29
12/11
Fibers in .NET – An Adventure in C++/CLI
C++ is the one area of programming that I’ve lamentably felt lacking, especially the more and more I get involved in programming specifically for Windows. Whereas Linux/POSIX programming feels designed unequivocally for C, Windows seems to gravitate more towards C++.
So, I took the opportunity—four days off—over the Christmas holidays to learn C++ and C++/CLI.
I also took the opportunity to do something that I’ve been wanting to do for a while—make a fiber library for .NET.
I’m not going to say that it’s complete (still some stuff I want to add to it), but here goes:
Source and XML file (containing documentation) within. If you want to compile it use cl.exe with the /clr flag on fiber_all.cpp (which #includes all the other cpp files and the header). Remember to specify /link /DLL /out:fiber.dll if you’re just compiling the source into a DLL to use with C# or something.
Example command line invocation:
cl.exe /Ox /clr fiber_all.cpp /link /DLL /out:fiber.dll
The /Ox is thrown in to enable optimization.
As an aside: If you’re trying to compile C# code against this with csc.exe, unless you used the 64-bit cl.exe, you’re going to have to go ahead and specify /platform:x86, otherwise your C# app will throw terrible exceptions and die as soon as it starts.
How it works:
All the classes that the library uses I took the liberty of putting in the namespace System.Threading, just for intuitiveness.
.NET threads are silly in their implementation—they don’t map onto native OS threads, and may be implemented as native threads, fibers, some combination of the two, or something else entirely, which means that if you just start up a .NET application, or create a new thread in one, a call to ConvertThreadToFiber may be illegal or dangerous—all-in-all, something you don’t want to do.
The library implements a property—Fiber.IsFiber—which can let you know whenever your code is running within an existing fiber. If you’re not in an existing fiber, and you create a new fiber, the library creates a new, native thread using CreateThread which it then converts to a fiber and immediately calls the function you provided to the fiber constructor.

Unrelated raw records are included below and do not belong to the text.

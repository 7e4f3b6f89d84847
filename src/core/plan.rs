use crate::config::toml_config::DevstartConfig;
use crate::domain::model::{FailureMode, StdioMode, Step};
use crate::utils::error::{DevstartError, Result};
use crate::utils::validation::Validate;

pub const DEFAULT_PORT: u16 = 8081;
pub const DEFAULT_ROOT: &str = "./playground";
pub const DEFAULT_SIGNAL: &str = "KILL";
pub const DEFAULT_BUNDLER_ENTRY: &str = "./node_modules/react-native/local-cli/cli.js";

pub const KILL_PORT: &str = "kill-port";
pub const WATCHER_RESET: &str = "watcher-reset";
pub const BRIDGE_FORWARD: &str = "bridge-forward";
pub const DEV_SERVER: &str = "dev-server";

pub const STEP_NAMES: [&str; 4] = [KILL_PORT, WATCHER_RESET, BRIDGE_FORWARD, DEV_SERVER];

/// 依設定建立固定順序的四個步驟
pub fn build_steps(config: &DevstartConfig) -> Result<Vec<Step>> {
    config.validate()?;

    let project = config.project.clone().unwrap_or_default();
    let port = project.port.unwrap_or(DEFAULT_PORT);
    let root = project.root.unwrap_or_else(|| DEFAULT_ROOT.to_string());

    let kill_cfg = config.kill_port.clone().unwrap_or_default();
    let mut kill_port = Step::kill_port(
        KILL_PORT,
        port,
        kill_cfg.signal.unwrap_or_else(|| DEFAULT_SIGNAL.to_string()),
    )
    .with_enabled(kill_cfg.enabled.unwrap_or(true));
    if let Some(mode) = kill_cfg.failure_mode {
        kill_port.failure_mode = mode;
    }

    let watcher_cfg = config.watcher_reset.clone().unwrap_or_default();
    let watcher_reset = Step::command(
        WATCHER_RESET,
        watcher_cfg.program.unwrap_or_else(|| "watchman".to_string()),
        watcher_cfg
            .args
            .unwrap_or_else(|| vec!["watch-del-all".to_string()]),
        watcher_cfg.failure_mode.unwrap_or(FailureMode::Suppressed),
    )
    .with_enabled(watcher_cfg.enabled.unwrap_or(true));

    let bridge_cfg = config.bridge_forward.clone().unwrap_or_default();
    let bridge_forward = Step::command(
        BRIDGE_FORWARD,
        bridge_cfg.program.unwrap_or_else(|| "adb".to_string()),
        bridge_cfg.args.unwrap_or_else(|| {
            vec![
                "reverse".to_string(),
                format!("tcp:{}", port),
                format!("tcp:{}", port),
            ]
        }),
        bridge_cfg.failure_mode.unwrap_or(FailureMode::Suppressed),
    )
    .with_enabled(bridge_cfg.enabled.unwrap_or(true));

    let server_cfg = config.dev_server.clone().unwrap_or_default();
    let server_args = match server_cfg.args {
        Some(args) => args,
        None => vec![
            server_cfg
                .entry
                .unwrap_or_else(|| DEFAULT_BUNDLER_ENTRY.to_string()),
            "start".to_string(),
            format!("--root={}", root),
        ],
    };
    let dev_server = Step::command(
        DEV_SERVER,
        server_cfg.program.unwrap_or_else(|| "node".to_string()),
        server_args,
        server_cfg.failure_mode.unwrap_or(FailureMode::Surfaced),
    )
    .with_stdio(StdioMode::Inherit)
    .with_enabled(server_cfg.enabled.unwrap_or(true));

    Ok(vec![kill_port, watcher_reset, bridge_forward, dev_server])
}

/// `--only` / `--skip` 篩選
#[derive(Debug, Clone, Default)]
pub struct StepFilter {
    only: Vec<String>,
    skip: Vec<String>,
}

impl StepFilter {
    pub fn new(only: Vec<String>, skip: Vec<String>) -> Self {
        let clean = |names: Vec<String>| -> Vec<String> {
            names
                .into_iter()
                .map(|name| name.trim().to_string())
                .filter(|name| !name.is_empty())
                .collect()
        };
        Self {
            only: clean(only),
            skip: clean(skip),
        }
    }

    pub fn is_empty(&self) -> bool {
        self.only.is_empty() && self.skip.is_empty()
    }

    /// 被篩掉的步驟標記為停用，保留在序列中以便回報
    pub fn apply(&self, steps: &mut [Step]) -> Result<()> {
        for (field, names) in [("only", &self.only), ("skip", &self.skip)] {
            for name in names {
                if !steps.iter().any(|step| &step.name == name) {
                    return Err(DevstartError::InvalidConfigValueError {
                        field: field.to_string(),
                        value: name.clone(),
                        reason: format!("Unknown step. Known steps: {}", STEP_NAMES.join(", ")),
                    });
                }
            }
        }

        for step in steps.iter_mut() {
            if !self.only.is_empty() && !self.only.contains(&step.name) {
                step.enabled = false;
            }
            if self.skip.contains(&step.name) {
                step.enabled = false;
            }
        }

        Ok(())
    }
}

Once you’re within a fiber, calling the constructor—without providing the new_thread—will create new fibers not attached to any thread, which can then be safely scheduled using SwitchTo.
The most interesting part is waiting for a group of fibers to finish. If the currently-running fiber “falls through” (i.e. ends and doesn’t call SwitchTo then the underlying thread ends. Since fibers can switch between threads, only the currently running fiber has a thread associated with it. By finding this fiber (the fiber with its Scheduled property set to true, you can get a FiberThreadWaitHandle from the WaitHandle property which will allow you to wait (just a wrapped call to WaitForSingleObject) for the underlying thread to terminate (calls to unscheduled threads will just return null).
Note that the Scheduled property is a bad way of finding the fiber to get the wait handle from, since the fiber could unschedule itself and schedule a different fiber in the time between when you call Scheduled and when you call WaitHandle, leading to a previously-scheduled fiber spitting null back at you. You should implement your own synchronization (I like to use a ManualResetEvent at the top of my initial fiber function, which waits ’till the main thread releases it after grabbing the wait handle).
When a fiber “falls through” its Finished property will become true, which means that you shouldn’t switch to it anymore, and should call Dispose on it to make sure the unmanaged underlying data types and operating system handles get cleaned up.